Task goal - Print exactly the lines below between the line holding "Exactly one instance" and the line holding "pub struct InvoiceLineItem", inclusive, and nothing more.

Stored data
//! Session orchestration — the conversation state machine.
//!
//! This module wires the record → transcribe → respond → speak loop and
//! exposes the shared state the shell reads between commands.
//!
//! # Architecture
//!
//! ```text
//! SessionCommand (mpsc)
//!        │
//!        ▼
//! SessionOrchestrator::run()  ← async tokio task
//!        │
//!        ├─ StartRecording → Recorder::start()       [Recording]
//!        ├─ StopRecording  → Recorder::stop()
//!        │      └─ spawn exchange: transcribe → respond → speak
//!        └─ SubmitText     → spawn exchange: respond → speak
//!
//! SharedSession (Arc<Mutex<SessionState>>) ←── read by shell / tests
//! ```
//!
//! # Quick start
//!
//! ```rust,no_run
//! use std::sync::Arc;
//! use tokio::sync::mpsc;
//! use talkmatic::session::{new_shared_session, SessionOrchestrator};
//!
//! #[tokio::main]
//! async fn main() {
//!     let session = new_shared_session();
//!
//!     // (capabilities constructed from config)
//!     # use talkmatic::audio::Recorder;
//!     # use talkmatic::respond::Responder;
//!     # use talkmatic::speak::Speaker;
//!     # use talkmatic::transcribe::Transcriber;
//!     # fn make_recorder() -> Box<dyn Recorder> { unimplemented!() }
//!     # fn make_transcriber() -> Arc<dyn Transcriber> { unimplemented!() }
//!     # fn make_responder() -> Arc<dyn Responder> { unimplemented!() }
//!     # fn make_speaker() -> Arc<dyn Speaker> { unimplemented!() }
//!
//!     let (command_tx, command_rx) = mpsc::channel(16);
//!     let (event_tx, _event_rx) = mpsc::channel(32);
//!     let orchestrator = SessionOrchestrator::new(
//!         session.clone(),
//!         make_recorder(),
//!         make_transcriber(),
//!         make_responder(),
//!         make_speaker(),
//!         "en-US".into(),
//!         event_tx,
//!     );
//!
//!     tokio::spawn(async move { orchestrator.run(command_rx).await });
//!
//!     // command_tx is driven by the shell / UI
//!     # drop(command_tx);
//! }
//! ```

pub mod runner;
pub mod state;

// ---------------------------------------------------------------------------
// Public re-exports
// ---------------------------------------------------------------------------

pub use runner::{SessionCommand, SessionEvent, SessionOrchestrator};
pub use state::{new_shared_session, SessionPhase, SessionState, SharedSession};
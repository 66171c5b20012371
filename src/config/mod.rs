//! Configuration module for Talkmatic.
//!
//! Provides `AppConfig` (top-level settings), sub-configs for the two HTTP
//! endpoints and the speech engine, `AppPaths` for cross-platform config
//! directories, and TOML persistence via `AppConfig::load` / `AppConfig::save`.

pub mod paths;
pub mod settings;

pub use paths::AppPaths;
pub use settings::{AppConfig, ResponseConfig, SpeechConfig, TranscriptionConfig};
//! Invoice data model matching the classifier's declared output schema.
//!
//! The wire shape is camelCase JSON with monetary values as plain numbers
//! using `.` as the decimal separator regardless of source locale (an
//! invoice showing `644,63` comes back as `644.63`). Deserialization is
//! strict: a missing required field or a mistyped value rejects the whole
//! response.

use chrono::NaiveDate;
use serde::{Deserialize, Serialize};

/// A structured invoice as returned by one successful extraction.
///
/// Exactly one instance is live at a time; a new upload replaces it wholly,
/// never merges.
#[derive(Debug, Clone, PartialEq, Serialize, Deserialize)]
#[serde(rename_all = "camelCase")]
pub struct InvoiceData {
    /// Invoice number (Rg.-Nummer).
    pub invoice_number: String,

    /// Invoice date in DD.MM.YYYY format.
    pub invoice_date: String,

    /// Total net amount (Netto).
    pub total_net: f64,

    /// Total tax amount (MwSt.).
    pub total_tax: f64,

    /// Total gross amount (Brutto).
    pub total_gross: f64,

    /// All line items, in invoice order.
    pub line_items: Vec<InvoiceLineItem>,
}

/// One billable entry on the invoice.
#[derive(Debug, Clone, PartialEq, Serialize, Deserialize)]
#[serde(rename_all = "camelCase")]
pub struct InvoiceLineItem {
    /// 1-based position on the invoice (Pos).
    pub pos: u32,

    /// Article number (A.Nr), when the invoice prints one.
    #[serde(default, skip_serializing_if = "Option::is_none")]
    pub article_number: Option<String>,

    /// Article description (Artikelbezeichnung).
    pub description: String,

    /// Quantity (Menge).
    pub quantity: f64,

    /// Price per unit (Preis).
    pub unit_price: f64,

    /// Total price for the line (Betrag).
    pub total_price: f64,

    /// Tax rate percentage (S%).
    pub tax_rate: f64,

    /// Suggested account number from the chart of accounts. Passed through
    /// verbatim; an unknown number renders as an unselected choice.
    pub suggested_account_number: String,
}

impl InvoiceData {
    /// Parse the invoice date the classifier was instructed to format as
    /// DD.MM.YYYY. `None` when the classifier ignored the instruction.
    pub fn invoice_date_parsed(&self) -> Option<NaiveDate> {
        NaiveDate::parse_from_str(&self.invoice_date, "%d.%m.%Y").ok()
    }
}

Output for this task -
/// Exactly one instance is live at a time; a new upload replaces it wholly,
/// never merges.
#[derive(Debug, Clone, PartialEq, Serialize, Deserialize)]
#[serde(rename_all = "camelCase")]
pub struct InvoiceData {
    /// Invoice number (Rg.-Nummer).
    pub invoice_number: String,

    /// Invoice date in DD.MM.YYYY format.
    pub invoice_date: String,

    /// Total net amount (Netto).
    pub total_net: f64,

    /// Total tax amount (MwSt.).
    pub total_tax: f64,

    /// Total gross amount (Brutto).
    pub total_gross: f64,

    /// All line items, in invoice order.
    pub line_items: Vec<InvoiceLineItem>,
}

/// One billable entry on the invoice.
#[derive(Debug, Clone, PartialEq, Serialize, Deserialize)]
#[serde(rename_all = "camelCase")]
pub struct InvoiceLineItem {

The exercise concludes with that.